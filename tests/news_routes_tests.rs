mod common;

use axum::http::StatusCode;
use chrono::{Duration, Utc};
use common::{TestApp, assert_redirect, json, json_value};
use newsnotes::{
    models::{CommentPage, NewsDetailPage, NewsListPage},
    repository::NewsRepository,
    validation::{BAD_WORDS, COMMENT_WARNING},
};

const FORM_TEXT: &str = "Новый комментарий";

// --- Routes ---

#[tokio::test]
async fn test_public_pages_are_available_to_anonymous() {
    let app = TestApp::new().await;
    let detail = format!("/news/{}/", app.news.id);

    for uri in [
        "/",
        "/news/",
        "/auth/login/",
        "/auth/logout/",
        "/auth/signup/",
        detail.as_str(),
        "/health",
    ] {
        let response = app.get(uri, None).await;
        assert_eq!(response.status(), StatusCode::OK, "GET {uri}");
    }
}

#[tokio::test]
async fn test_comment_pages_by_role() {
    let app = TestApp::new().await;
    let edit = format!("/news/comments/{}/edit/", app.comment.id);
    let delete = format!("/news/comments/{}/delete/", app.comment.id);

    for uri in [&edit, &delete] {
        assert_eq!(app.get(uri, Some(app.author)).await.status(), StatusCode::OK);
        assert_eq!(
            app.get(uri, Some(app.not_author)).await.status(),
            StatusCode::NOT_FOUND
        );
    }
}

#[tokio::test]
async fn test_anonymous_is_redirected_to_login_from_comment_pages() {
    let app = TestApp::new().await;

    for uri in [
        format!("/news/comments/{}/edit/", app.comment.id),
        format!("/news/comments/{}/delete/", app.comment.id),
    ] {
        let response = app.get(&uri, None).await;
        assert_redirect(&response, &format!("/auth/login/?next={uri}"));
    }
}

#[tokio::test]
async fn test_unknown_news_is_404() {
    let app = TestApp::new().await;
    let response = app.get("/news/9999/", None).await;
    assert_eq!(response.status(), StatusCode::NOT_FOUND);
}

// --- Content ---

#[tokio::test]
async fn test_home_page_is_limited_and_newest_first() {
    let app = TestApp::new().await;
    let today = Utc::now().date_naive();
    for i in 0..=app.config.news_page_size {
        app.repo
            .create_news(
                &format!("Заголовок {i}"),
                &format!("Новость {i}"),
                today - Duration::days(i + 1),
            )
            .await
            .unwrap();
    }

    let page: NewsListPage = json(app.get("/", None).await).await;

    assert_eq!(page.object_list.len() as i64, app.config.news_page_size);
    let dates: Vec<_> = page.object_list.iter().map(|n| n.date).collect();
    let mut sorted = dates.clone();
    sorted.sort_by(|a, b| b.cmp(a));
    assert_eq!(dates, sorted);
}

#[tokio::test]
async fn test_comments_are_oldest_first() {
    let app = TestApp::new().await;
    let now = Utc::now();
    // Stored out of chronological order.
    for i in [5, 2, 8, 1, 9, 0, 3, 7, 4, 6] {
        app.repo
            .insert_comment_at(
                app.news.id,
                app.author,
                &format!("Комментарий {i}"),
                now + Duration::days(i),
            )
            .unwrap();
    }

    let page: NewsDetailPage = json(app.get(&format!("/news/{}/", app.news.id), None).await).await;

    let created: Vec<_> = page.news.comment_set.iter().map(|c| c.created).collect();
    let mut sorted = created.clone();
    sorted.sort();
    assert_eq!(page.news.comment_set.len(), 11);
    assert_eq!(created, sorted);
}

#[tokio::test]
async fn test_comment_form_only_for_authenticated_reader() {
    let app = TestApp::new().await;
    let uri = format!("/news/{}/", app.news.id);

    let anonymous = json_value(app.get(&uri, None).await).await;
    assert!(anonymous.get("form").is_none());
    assert!(anonymous.get("news").is_some());

    let author: NewsDetailPage = json(app.get(&uri, Some(app.author)).await).await;
    let form = author.form.expect("form for an authenticated reader");
    assert!(form.data.text.is_empty());
    assert!(form.errors.is_empty());
}

// --- Logic ---

#[tokio::test]
async fn test_anonymous_user_cant_create_comment() {
    let app = TestApp::new().await;
    let uri = format!("/news/{}/", app.news.id);
    let before = app.repo.count_comments().await;

    let response = app.post(&uri, None, &[("text", FORM_TEXT)]).await;

    assert_redirect(&response, &format!("/auth/login/?next={uri}"));
    assert_eq!(app.repo.count_comments().await, before);
}

#[tokio::test]
async fn test_author_user_can_create_comment() {
    let app = TestApp::new().await;
    app.repo.clear_comments();
    let uri = format!("/news/{}/", app.news.id);

    let response = app.post(&uri, Some(app.author), &[("text", FORM_TEXT)]).await;

    assert_redirect(&response, &format!("{uri}#comments"));
    assert_eq!(app.repo.count_comments().await, 1);
    let comment = &app.repo.list_comments_ordered_by_timestamp_asc(app.news.id).await[0];
    assert_eq!(comment.text, FORM_TEXT);
    assert_eq!(comment.news_id, app.news.id);
    assert_eq!(comment.author_id, app.author);
}

#[tokio::test]
async fn test_cant_create_comment_with_bad_words() {
    let app = TestApp::new().await;
    let before = app.repo.count_comments().await;
    let text = format!("Какой-то текст, {}, еще текст", BAD_WORDS[0]);

    let response = app
        .post(
            &format!("/news/{}/", app.news.id),
            Some(app.author),
            &[("text", &text)],
        )
        .await;

    assert_eq!(response.status(), StatusCode::OK);
    let page: NewsDetailPage = json(response).await;
    let form = page.form.expect("re-rendered form");
    assert_eq!(form.errors.get("text"), [COMMENT_WARNING.to_string()]);
    assert_eq!(form.data.text, text);
    assert_eq!(app.repo.count_comments().await, before);
}

#[tokio::test]
async fn test_comment_on_unknown_news_is_404() {
    let app = TestApp::new().await;
    let response = app
        .post("/news/9999/", Some(app.author), &[("text", FORM_TEXT)])
        .await;
    assert_eq!(response.status(), StatusCode::NOT_FOUND);
}

#[tokio::test]
async fn test_author_can_delete_comment() {
    let app = TestApp::new().await;
    let before = app.repo.count_comments().await;

    let response = app
        .post(
            &format!("/news/comments/{}/delete/", app.comment.id),
            Some(app.author),
            &[],
        )
        .await;

    assert_redirect(&response, &format!("/news/{}/#comments", app.news.id));
    assert_eq!(app.repo.count_comments().await, before - 1);
}

#[tokio::test]
async fn test_author_can_edit_comment() {
    let app = TestApp::new().await;

    let response = app
        .post(
            &format!("/news/comments/{}/edit/", app.comment.id),
            Some(app.author),
            &[("text", FORM_TEXT)],
        )
        .await;

    assert_redirect(&response, &format!("/news/{}/#comments", app.news.id));
    let comment = app.repo.comment(app.comment.id).unwrap();
    assert_eq!(comment.text, FORM_TEXT);
    assert_eq!(comment.news_id, app.news.id);
    assert_eq!(comment.author_id, app.author);
    assert_eq!(comment.created, app.comment.created);
}

#[tokio::test]
async fn test_edit_with_bad_words_keeps_the_comment() {
    let app = TestApp::new().await;

    let response = app
        .post(
            &format!("/news/comments/{}/edit/", app.comment.id),
            Some(app.author),
            &[("text", BAD_WORDS[1])],
        )
        .await;

    assert_eq!(response.status(), StatusCode::OK);
    let page: CommentPage = json(response).await;
    let form = page.form.expect("re-rendered form");
    assert_eq!(form.errors.get("text"), [COMMENT_WARNING.to_string()]);
    assert_eq!(app.repo.comment(app.comment.id), Some(app.comment.clone()));
}

#[tokio::test]
async fn test_not_author_cant_delete_comment() {
    let app = TestApp::new().await;
    let before = app.repo.count_comments().await;

    let response = app
        .post(
            &format!("/news/comments/{}/delete/", app.comment.id),
            Some(app.not_author),
            &[],
        )
        .await;

    assert_eq!(response.status(), StatusCode::NOT_FOUND);
    assert_eq!(app.repo.count_comments().await, before);
}

#[tokio::test]
async fn test_not_author_cant_edit_comment() {
    let app = TestApp::new().await;

    let response = app
        .post(
            &format!("/news/comments/{}/edit/", app.comment.id),
            Some(app.not_author),
            &[("text", FORM_TEXT)],
        )
        .await;

    assert_eq!(response.status(), StatusCode::NOT_FOUND);
    assert_eq!(app.repo.comment(app.comment.id), Some(app.comment.clone()));
}

#[tokio::test]
async fn test_not_author_edit_is_404_whatever_the_body() {
    let app = TestApp::new().await;
    let uri = format!("/news/comments/{}/edit/", app.comment.id);

    let response = app.post_untyped(&uri, Some(app.not_author), "{}").await;
    assert_eq!(response.status(), StatusCode::NOT_FOUND);

    // Only the owner gets to hear about a malformed body.
    let response = app.post_untyped(&uri, Some(app.author), "{}").await;
    assert_eq!(response.status(), StatusCode::UNSUPPORTED_MEDIA_TYPE);
    assert_eq!(app.repo.comment(app.comment.id), Some(app.comment.clone()));
}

Work item: Show, from the listing above, every line holding the word "data".

Answer:
    assert!(form.data.text.is_empty());
    assert_eq!(form.data.text, text);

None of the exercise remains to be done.